Ci sono campioni che appartengono alla storia dello sport e altri che, con il tempo, finiscono per diventare parte della memoria collettiva di una Nazione. Sandro Mazzola appartiene a questa seconda categoria. Con lui se ne va una leggenda del calcio, un campione straordinario che ha saputo scrivere pagine indimenticabili e, soprattutto, entrare nel cuore di più generazioni.
Il suo nome caro a tutti gli italiani per la indimenticata tragedia di Superga che mise fine al Grande Torino in cui perì anche suo padre, Valentino, è indissolubilmente legato a quello dell’Inter, di cui è stato bandiera, simbolo e anima per tanti anni e in senso più stretto alla Grande Inter di Helenio Herrera, una delle squadre che hanno fatto la storia del calcio italiano e internazionale. In quella formazione straordinaria, Mazzola rappresentava uno dei volti più riconoscibili e autorevoli, insieme a campioni come Giacinto Facchetti, Mario Corso, Luis Suárez, Tarcisio Burgnich, Armando Picchi e Jair. Era una squadra capace di unire talento, disciplina, personalità e spirito di gruppo, costruita da Herrera attorno a uomini diventati vere e proprie icone del calcio. E Mazzola ne fu protagonista assoluto: con la sua tecnica, la sua velocità e la sua capacità di essere decisivo nelle grandi partite contribuì a portare l’Inter ai vertici del calcio italiano ed europeo, conquistando Scudetti, Coppe dei Campioni e Coppe Intercontinentali.
Ma ridurre la sua grandezza all’elenco dei trofei sarebbe non solo impossibile ma anche ingiusto. Sandro Mazzola è stato molto di più: è stato un modo di interpretare il calcio, con classe, eleganza, intelligenza e quella capacità tutta sua di accendere la partita con una giocata, un inserimento, un gol. Sandro ha portato sulle spalle un cognome pesante, riuscendo però a costruire una storia tutta sua. Non è stato soltanto il figlio di una leggenda: è diventato, a sua volta, una leggenda. È stato anche un grande protagonista della Nazionale. Con la maglia azzurra ha rappresentato l’Italia nei momenti più importanti, fino alla conquista del titolo europeo nel 1968 e alla finale mondiale del 1970 in Messico. Anche lì, in quella squadra rimasta nella memoria di tutti.

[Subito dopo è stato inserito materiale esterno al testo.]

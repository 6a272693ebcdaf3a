use crate::core::errors::ExchangeError;
use crate::core::types::QueryOrder;
use serde::Serialize;
use serde_json::{Map, Value};

/// Ordered, mutable request parameters with unique keys
///
/// Adapters inject venue-required fields (timestamp, recv window, ...)
/// before the request is signed. Values are converted to JSON on insert, so
/// anything that cannot be serialized is rejected up front.
#[derive(Debug, Clone, Default, PartialEq)]
pub struct Params {
    inner: Map<String, Value>,
}

impl Params {
    pub fn new() -> Self {
        Self::default()
    }

    /// Insert or overwrite `key`. Overwriting keeps the original position.
    pub fn insert<V: Serialize>(
        &mut self,
        key: impl Into<String>,
        value: V,
    ) -> Result<&mut Self, ExchangeError> {
        let key = key.into();
        let value = serde_json::to_value(value).map_err(|e| {
            ExchangeError::EncodingError(format!("Parameter '{}' is not serializable: {}", key, e))
        })?;
        self.inner.insert(key, value);
        Ok(self)
    }

    /// Builder-style insert
    pub fn with<V: Serialize>(
        mut self,
        key: impl Into<String>,
        value: V,
    ) -> Result<Self, ExchangeError> {
        self.insert(key, value)?;
        Ok(self)
    }

    pub fn get(&self, key: &str) -> Option<&Value> {
        self.inner.get(key)
    }

    pub fn contains_key(&self, key: &str) -> bool {
        self.inner.contains_key(key)
    }

    pub fn remove(&mut self, key: &str) -> Option<Value> {
        self.inner.shift_remove(key)
    }

    pub fn len(&self) -> usize {
        self.inner.len()
    }

    pub fn is_empty(&self) -> bool {
        self.inner.is_empty()
    }

    pub fn iter(&self) -> impl Iterator<Item = (&String, &Value)> {
        self.inner.iter()
    }

    /// Percent-encoded `k=v&k=v` in the requested order
    ///
    /// Nulls are skipped. Arrays and objects have no canonical query form and
    /// fail with `EncodingError`.
    pub fn to_query(&self, order: QueryOrder) -> Result<String, ExchangeError> {
        let mut pairs: Vec<(&str, String)> = Vec::with_capacity(self.inner.len());
        for (key, value) in &self.inner {
            let rendered = match value {
                Value::Null => continue,
                Value::String(s) => s.clone(),
                Value::Number(n) => n.to_string(),
                Value::Bool(b) => b.to_string(),
                Value::Array(_) | Value::Object(_) => {
                    return Err(ExchangeError::EncodingError(format!(
                        "Parameter '{}' cannot be encoded into a query string",
                        key
                    )))
                }
            };
            pairs.push((key.as_str(), rendered));
        }

        if order == QueryOrder::Lexicographic {
            pairs.sort_by(|a, b| a.0.cmp(b.0));
        }

        serde_urlencoded::to_string(&pairs)
            .map_err(|e| ExchangeError::EncodingError(format!("Failed to encode query: {}", e)))
    }

    /// JSON object body in insertion order
    pub fn to_json_body(&self) -> Result<Vec<u8>, ExchangeError> {
        serde_json::to_vec(&self.inner).map_err(|e| {
            ExchangeError::EncodingError(format!("Failed to serialize request body: {}", e))
        })
    }
}

impl From<Map<String, Value>> for Params {
    fn from(inner: Map<String, Value>) -> Self {
        Self { inner }
    }
}

#[cfg(test)]
mod tests {
    use super::*;
    use std::collections::HashMap;

    fn order_params() -> Params {
        Params::new()
            .with("symbol", "BTCUSDT")
            .unwrap()
            .with("side", "BUY")
            .unwrap()
            .with("quantity", 1)
            .unwrap()
            .with("price", 0.1)
            .unwrap()
    }

    #[test]
    fn test_insertion_order_is_kept() {
        let query = order_params().to_query(QueryOrder::Insertion).unwrap();
        assert_eq!(query, "symbol=BTCUSDT&side=BUY&quantity=1&price=0.1");
    }

    #[test]
    fn test_lexicographic_order() {
        let query = order_params().to_query(QueryOrder::Lexicographic).unwrap();
        assert_eq!(query, "price=0.1&quantity=1&side=BUY&symbol=BTCUSDT");
    }

    #[test]
    fn test_encoding_is_idempotent() {
        let params = order_params();
        for order in [QueryOrder::Insertion, QueryOrder::Lexicographic] {
            assert_eq!(
                params.to_query(order).unwrap(),
                params.to_query(order).unwrap()
            );
        }
    }

    #[test]
    fn test_overwrite_keeps_position() {
        let mut params = order_params();
        params.insert("symbol", "ETHUSDT").unwrap();
        assert_eq!(params.len(), 4);
        assert!(params
            .to_query(QueryOrder::Insertion)
            .unwrap()
            .starts_with("symbol=ETHUSDT&"));
    }

    #[test]
    fn test_percent_encoding() {
        let params = Params::new()
            .with("note", "a b&c=d")
            .unwrap()
            .with("path", "/x")
            .unwrap();
        assert_eq!(
            params.to_query(QueryOrder::Insertion).unwrap(),
            "note=a+b%26c%3Dd&path=%2Fx"
        );
    }

    #[test]
    fn test_nested_value_is_an_encoding_error() {
        let params = Params::new().with("ids", vec![1, 2, 3]).unwrap();
        let err = params.to_query(QueryOrder::Insertion).unwrap_err();
        assert!(matches!(err, ExchangeError::EncodingError(_)));
        // but it is fine in a JSON body
        assert_eq!(params.to_json_body().unwrap(), br#"{"ids":[1,2,3]}"#.to_vec());
    }

    #[test]
    fn test_unserializable_value_is_rejected() {
        // JSON object keys must be strings
        let mut bad = HashMap::new();
        bad.insert((1, 2), "x");
        let err = Params::new().insert("bad", bad).unwrap_err();
        assert!(matches!(err, ExchangeError::EncodingError(_)));
    }

    #[test]
    fn test_null_is_skipped() {
        let params = Params::new()
            .with("a", 1)
            .unwrap()
            .with("b", Option::<String>::None)
            .unwrap();
        assert_eq!(params.to_query(QueryOrder::Insertion).unwrap(), "a=1");
    }
}
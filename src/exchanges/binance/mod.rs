pub mod codec;
pub mod signer;

use crate::core::config::ConnectorConfig;
use crate::core::connector::VenueConnector;
use crate::core::errors::ExchangeError;
use crate::core::kernel::{RestClientBuilder, RestClientConfig, StatusEnvelope};
use crate::core::types::{BodyFormat, QueryOrder};
use std::sync::Arc;

pub use codec::BinanceCodec;
pub use signer::auth_scheme;

pub const NAME: &str = "binance";
pub const REST_URL: &str = "https://api.binance.com";
pub const REST_TESTNET_URL: &str = "https://testnet.binance.vision";
pub const WS_URL: &str = "wss://stream.binance.com:9443/stream";
pub const WS_TESTNET_URL: &str = "wss://testnet.binance.vision/stream";

pub type BinanceConnector = VenueConnector<BinanceCodec>;

/// Plain HTTP status; failures carry `{"code": -1121, "msg": "..."}`
pub fn envelope() -> StatusEnvelope {
    StatusEnvelope::new("code", "msg")
}

/// Create a Binance connector
///
/// Parameters of every method travel in the query string, in the order the
/// caller inserted them.
pub fn create_binance_connector(config: ConnectorConfig) -> Result<BinanceConnector, ExchangeError> {
    let rest_config = RestClientConfig::new(
        config.resolve_base_url(REST_URL, REST_TESTNET_URL),
        NAME.to_string(),
    )
    .with_query_order(QueryOrder::Insertion)
    .with_body_format(BodyFormat::Query);

    let rest = RestClientBuilder::new(rest_config)
        .with_credentials(Arc::clone(&config.credentials))
        .with_auth_scheme(auth_scheme())
        .with_envelope(Arc::new(envelope()))
        .build()?;

    Ok(VenueConnector::new(
        NAME,
        rest,
        config.resolve_ws_url(WS_URL, WS_TESTNET_URL),
        config.ws,
        BinanceCodec::new(),
    ))
}
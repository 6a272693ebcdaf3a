pub mod config;
pub mod connector;
pub mod errors;
pub mod kernel;
pub mod types;
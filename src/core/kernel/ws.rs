use crate::core::errors::ExchangeError;
use crate::core::kernel::backoff::Backoff;
use crate::core::kernel::codec::WsCodec;
use crate::core::kernel::connection::{Connection, Heartbeat, WsConfig};
use crate::core::kernel::dispatcher::Dispatcher;
use crate::core::kernel::registry::SubscriptionRegistry;
use crate::core::types::ConnectionState;
use std::sync::atomic::{AtomicBool, Ordering};
use std::sync::Arc;
use std::time::Duration;
use tokio::sync::{mpsc, watch, Mutex, RwLock};
use tokio_tungstenite::tungstenite::client::IntoClientRequest;
use tokio_tungstenite::tungstenite::Message;
use tokio_util::sync::CancellationToken;
use tracing::{debug, error, info, instrument, warn};

/// A WebSocket session that survives connection loss
///
/// Owns at most one live [`Connection`] at a time. A single supervisor task
/// reads frames into the [`Dispatcher`] and, when the connection fails,
/// redials with exponential backoff and replays every registered
/// subscription once, in registration order. Consumers see gaps, never
/// errors; when reconnecting is given up every channel is closed.
///
/// Handles are cheap to clone. Background tasks run until [`close`] is
/// called or the reconnect budget runs out.
///
/// [`close`]: ResilientStream::close
pub struct ResilientStream<C: WsCodec> {
    inner: Arc<Inner<C>>,
}

impl<C: WsCodec> Clone for ResilientStream<C> {
    fn clone(&self) -> Self {
        Self {
            inner: Arc::clone(&self.inner),
        }
    }
}

impl<C: WsCodec> std::fmt::Debug for ResilientStream<C> {
    fn fmt(&self, f: &mut std::fmt::Formatter<'_>) -> std::fmt::Result {
        f.debug_struct("ResilientStream")
            .field("exchange", &self.inner.exchange_name)
            .field("state", &self.state())
            .finish_non_exhaustive()
    }
}

struct Inner<C: WsCodec> {
    exchange_name: String,
    config: WsConfig,
    codec: Arc<C>,
    state: watch::Sender<ConnectionState>,
    connection: RwLock<Option<Arc<Connection>>>,
    registry: Mutex<SubscriptionRegistry>,
    dispatcher: Dispatcher<C>,
    fallback: Mutex<mpsc::Receiver<Message>>,
    cancel: CancellationToken,
    started: AtomicBool,
    closed: AtomicBool,
}

impl<C: WsCodec> ResilientStream<C> {
    pub fn new(exchange_name: impl Into<String>, codec: C, config: WsConfig) -> Self {
        let codec = Arc::new(codec);
        let (dispatcher, fallback) = Dispatcher::new(Arc::clone(&codec), config.channel_capacity);
        let (state, _) = watch::channel(ConnectionState::Disconnected);
        Self {
            inner: Arc::new(Inner {
                exchange_name: exchange_name.into(),
                config,
                codec,
                state,
                connection: RwLock::new(None),
                registry: Mutex::new(SubscriptionRegistry::new()),
                dispatcher,
                fallback: Mutex::new(fallback),
                cancel: CancellationToken::new(),
                started: AtomicBool::new(false),
                closed: AtomicBool::new(false),
            }),
        }
    }

    pub fn exchange_name(&self) -> &str {
        &self.inner.exchange_name
    }

    pub fn codec(&self) -> &C {
        &self.inner.codec
    }

    pub fn state(&self) -> ConnectionState {
        *self.inner.state.borrow()
    }

    /// Receiver that observes every state transition
    pub fn state_changes(&self) -> watch::Receiver<ConnectionState> {
        self.inner.state.subscribe()
    }

    /// Dial `url` and start the supervisor
    ///
    /// A failed first dial is not an error: the stream moves to
    /// `Reconnecting` and keeps trying per the reconnect policy. Calling
    /// `connect` on a started stream is a no-op.
    #[instrument(skip(self), fields(exchange = %self.inner.exchange_name))]
    pub async fn connect(&self, url: &str) -> Result<(), ExchangeError> {
        self.inner.ensure_open()?;
        url.into_client_request()?;

        if self.inner.started.swap(true, Ordering::SeqCst) {
            debug!("already started");
            return Ok(());
        }

        self.inner.set_state(ConnectionState::Connecting);
        let current = match self.inner.establish(url).await {
            Ok(connection) => Some(connection),
            Err(ExchangeError::Closed) => return Err(ExchangeError::Closed),
            Err(e) => {
                warn!("Initial connect failed: {}", e);
                self.inner.set_state(ConnectionState::Reconnecting);
                None
            }
        };

        let inner = Arc::clone(&self.inner);
        let url = url.to_string();
        tokio::spawn(async move { inner.supervise(url, current).await });
        Ok(())
    }

    /// Register `topic` and send its subscribe frame
    ///
    /// The frame goes out immediately when connected and is replayed after
    /// every reconnect. Subscribing again to the same topic replaces the
    /// stored frame and the returned channel.
    #[instrument(skip(self, payload), fields(exchange = %self.inner.exchange_name, topic = %topic))]
    pub async fn subscribe(
        &self,
        topic: &str,
        payload: Message,
    ) -> Result<mpsc::Receiver<Message>, ExchangeError> {
        self.inner.ensure_open()?;
        let mut registry = self.inner.registry.lock().await;
        self.inner.ensure_open()?;

        let receiver = self.inner.dispatcher.register(topic).await;
        registry.upsert(topic, payload.clone());

        if let Some(connection) = self.inner.live_connection().await {
            if let Err(e) = connection.write(payload).await {
                debug!("Subscribe send failed, will replay on reconnect: {}", e);
            }
        }
        Ok(receiver)
    }

    /// Subscribe with the codec's own subscribe frame
    pub async fn subscribe_topic(
        &self,
        topic: &str,
    ) -> Result<mpsc::Receiver<Message>, ExchangeError> {
        let payload = self.inner.codec.encode_subscription(topic)?;
        self.subscribe(topic, payload).await
    }

    /// Forget `topic`, close its channel and tell the venue
    ///
    /// Without an explicit payload the codec's unsubscribe frame is used.
    #[instrument(skip(self, payload), fields(exchange = %self.inner.exchange_name, topic = %topic))]
    pub async fn unsubscribe(
        &self,
        topic: &str,
        payload: Option<Message>,
    ) -> Result<(), ExchangeError> {
        self.inner.ensure_open()?;
        let payload = match payload {
            Some(payload) => payload,
            None => self.inner.codec.encode_unsubscription(topic)?,
        };

        let mut registry = self.inner.registry.lock().await;
        registry.remove(topic);
        self.inner.dispatcher.remove(topic).await;

        match self.inner.live_connection().await {
            Some(connection) => connection.write(payload).await,
            None => Ok(()),
        }
    }

    /// Send an ad hoc frame on the live connection
    pub async fn send(&self, message: Message) -> Result<(), ExchangeError> {
        self.inner.ensure_open()?;
        let connection = self.inner.live_connection().await.ok_or_else(|| {
            ExchangeError::TransportError("WebSocket not connected".to_string())
        })?;
        connection.write(message).await
    }

    /// Next frame that no topic channel claimed
    pub async fn read(&self) -> Result<Message, ExchangeError> {
        self.inner
            .fallback
            .lock()
            .await
            .recv()
            .await
            .ok_or(ExchangeError::Closed)
    }

    /// Drop the live connection and let the supervisor redial
    #[instrument(skip(self), fields(exchange = %self.inner.exchange_name))]
    pub async fn reconnect(&self) -> Result<(), ExchangeError> {
        self.inner.ensure_open()?;
        if let Some(connection) = self.inner.connection.read().await.as_ref() {
            info!("Forcing reconnect");
            connection.abort();
        }
        Ok(())
    }

    /// Stop all background work and close every channel
    ///
    /// Idempotent and safe to call concurrently or during a dial. Does not
    /// wait for the background tasks to finish.
    #[instrument(skip(self), fields(exchange = %self.inner.exchange_name))]
    pub async fn close(&self) {
        self.inner.shutdown().await;
    }

    pub async fn subscriptions(&self) -> Vec<String> {
        self.inner.registry.lock().await.topics()
    }

    /// Frames dropped for `topic` because its consumer fell behind
    pub async fn dropped(&self, topic: &str) -> u64 {
        self.inner.dispatcher.dropped(topic).await
    }
}

impl<C: WsCodec> Inner<C> {
    fn ensure_open(&self) -> Result<(), ExchangeError> {
        if self.closed.load(Ordering::SeqCst) {
            Err(ExchangeError::Closed)
        } else {
            Ok(())
        }
    }

    /// Closed is terminal; nothing moves the stream out of it
    fn set_state(&self, next: ConnectionState) {
        self.state.send_if_modified(|current| {
            if current.is_closed() || *current == next {
                false
            } else {
                debug!(from = %current, to = %next, "state change");
                *current = next;
                true
            }
        });
    }

    async fn live_connection(&self) -> Option<Arc<Connection>> {
        self.connection
            .read()
            .await
            .as_ref()
            .filter(|c| !c.is_aborted())
            .cloned()
    }

    /// Dial, replay the registry and publish the connection
    ///
    /// The registry lock is held from replay until the connection is
    /// published, so a concurrent `subscribe` is sent either by the replay or
    /// directly, never both.
    async fn establish(&self, url: &str) -> Result<Arc<Connection>, ExchangeError> {
        let connection = tokio::select! {
            () = self.cancel.cancelled() => return Err(ExchangeError::Closed),
            dialed = Connection::dial(url, &self.config) => Arc::new(dialed?),
        };

        let registry = self.registry.lock().await;
        if let Err(e) = registry.replay(&connection).await {
            connection.abort();
            return Err(e);
        }
        *self.connection.write().await = Some(Arc::clone(&connection));
        drop(registry);

        if self.cancel.is_cancelled() {
            connection.close().await;
            return Err(ExchangeError::Closed);
        }
        self.set_state(ConnectionState::Connected);
        info!(url = %url, "connected");
        Ok(connection)
    }

    async fn supervise(self: Arc<Self>, url: String, mut current: Option<Arc<Connection>>) {
        let mut backoff = Backoff::new(
            Duration::from_millis(self.config.reconnect_delay_ms),
            Duration::from_millis(self.config.reconnect_delay_max_ms),
        )
        .with_jitter(Duration::from_millis(self.config.reconnect_jitter_ms));
        let mut attempts: u32 = 0;

        loop {
            if let Some(connection) = current.take() {
                backoff.reset();
                attempts = 0;

                let keep_alive = self.cancel.child_token();
                self.spawn_keep_alive(Arc::clone(&connection), keep_alive.clone());

                let failure = loop {
                    let frame = tokio::select! {
                        () = self.cancel.cancelled() => return,
                        frame = connection.read_next() => frame,
                    };
                    match frame {
                        Ok(frame) => {
                            self.dispatcher.dispatch(frame).await;
                        }
                        Err(e) => break e,
                    }
                };
                keep_alive.cancel();
                connection.abort();
                if self.cancel.is_cancelled() {
                    return;
                }

                warn!(exchange = %self.exchange_name, "Connection lost: {}", failure);
                self.connection.write().await.take();
                self.set_state(ConnectionState::Reconnecting);
            }

            if let Some(max) = self.config.max_reconnect_attempts {
                if attempts >= max {
                    error!(
                        exchange = %self.exchange_name,
                        "Max reconnection attempts ({}) exceeded, closing stream", max
                    );
                    self.shutdown().await;
                    return;
                }
            }

            let delay = backoff.next_delay();
            debug!(delay_ms = delay.as_millis() as u64, "backing off");
            tokio::select! {
                () = self.cancel.cancelled() => return,
                () = tokio::time::sleep(delay) => {}
            }

            attempts += 1;
            match self.establish(&url).await {
                Ok(connection) => current = Some(connection),
                Err(ExchangeError::Closed) => return,
                Err(e) => warn!(
                    exchange = %self.exchange_name,
                    attempt = attempts,
                    "Reconnect attempt failed: {}", e
                ),
            }
        }
    }

    fn spawn_keep_alive(&self, connection: Arc<Connection>, stop: CancellationToken) {
        let heartbeat = self.codec.heartbeat();
        if heartbeat == Heartbeat::Disabled || self.config.heartbeat_interval_ms == 0 {
            return;
        }
        let period = Duration::from_millis(self.config.heartbeat_interval_ms);

        tokio::spawn(async move {
            let mut ticker = tokio::time::interval(period);
            // first tick completes immediately
            ticker.tick().await;
            loop {
                tokio::select! {
                    () = stop.cancelled() => break,
                    _ = ticker.tick() => {
                        if let Err(e) = connection.ping(&heartbeat).await {
                            warn!("Keep-alive failed: {}", e);
                            connection.abort();
                            break;
                        }
                    }
                }
            }
        });
    }

    async fn shutdown(&self) {
        if self.closed.swap(true, Ordering::SeqCst) {
            return;
        }
        self.state.send_replace(ConnectionState::Closed);
        self.cancel.cancel();

        let connection = self.connection.write().await.take();
        if let Some(connection) = connection {
            connection.close().await;
        }

        // A subscribe that passed its open check holds the registry until it
        // has registered, so its channel is closed here too.
        let _registry = self.registry.lock().await;
        self.dispatcher.close_all().await;
        debug!(exchange = %self.exchange_name, "closed");
    }
}
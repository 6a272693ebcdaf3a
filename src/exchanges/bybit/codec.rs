use crate::core::errors::ExchangeError;
use crate::core::kernel::{Heartbeat, JsonRouter, KeyPath, Route, WsCodec};
use serde_json::json;
use tokio_tungstenite::tungstenite::Message;

pub const PING: &str = r#"{"op":"ping"}"#;

/// v5 codec: frames carry their topic (`tickers.BTCUSDT`, `orderbook.50.BTCUSDT`)
#[derive(Debug, Clone)]
pub struct BybitCodec {
    router: JsonRouter,
    op: KeyPath,
}

impl Default for BybitCodec {
    fn default() -> Self {
        Self {
            router: JsonRouter::new(&["topic"]),
            op: KeyPath::parse("op"),
        }
    }
}

impl BybitCodec {
    pub fn new() -> Self {
        Self::default()
    }

    fn request(op: &str, topic: &str) -> Message {
        Message::Text(json!({ "op": op, "args": [topic] }).to_string())
    }
}

impl WsCodec for BybitCodec {
    fn encode_subscription(&self, topic: &str) -> Result<Message, ExchangeError> {
        Ok(Self::request("subscribe", topic))
    }

    fn encode_unsubscription(&self, topic: &str) -> Result<Message, ExchangeError> {
        Ok(Self::request("unsubscribe", topic))
    }

    fn route(&self, frame: &Message) -> Result<Route, ExchangeError> {
        match self.router.route(frame)? {
            Route::Unrouted => {
                let Message::Text(text) = frame else {
                    return Ok(Route::Unrouted);
                };
                // heartbeat replies carry "op":"ping" or "op":"pong"
                match self.op.peek(text)?.as_deref() {
                    Some("ping" | "pong") => Ok(Route::Ignore),
                    _ => Ok(Route::Unrouted),
                }
            }
            route => Ok(route),
        }
    }

    fn heartbeat(&self) -> Heartbeat {
        Heartbeat::Text(PING.to_string())
    }
}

Ma forse ciò che resta più di ogni statistica, di ogni trofeo e di ogni fotografia è il ricordo dell’uomo che non aveva bisogno di atteggiamenti sopra le righe per imporsi. Bastavano il talento, il carattere e quella maglia nerazzurra.
Sandro Mazzola ha attraversato un’epoca irripetibile del calcio italiano, quando le grandi sfide sportive erano anche grandi racconti popolari, capaci di unire famiglie, generazioni e intere città. Per questo la sua scomparsa non riguarda soltanto il mondo del calcio: riguarda un pezzo della nostra storia. A chi come me ha avuto la fortuna di conoscerlo personalmente e vederlo giocare resteranno per sempre impresse le sue corse, i suoi gol, il suo stile. E a chi lo ha conosciuto attraverso i racconti resterà il mito di una delle grandi figure del nostro calcio. E resterà soprattutto una maglia, quella nerazzurra, e un nome che non smetterà di esserne simbolo.
Ciao Sandro, ciao bandiera eterna. E grazie per averci resi tanto felici.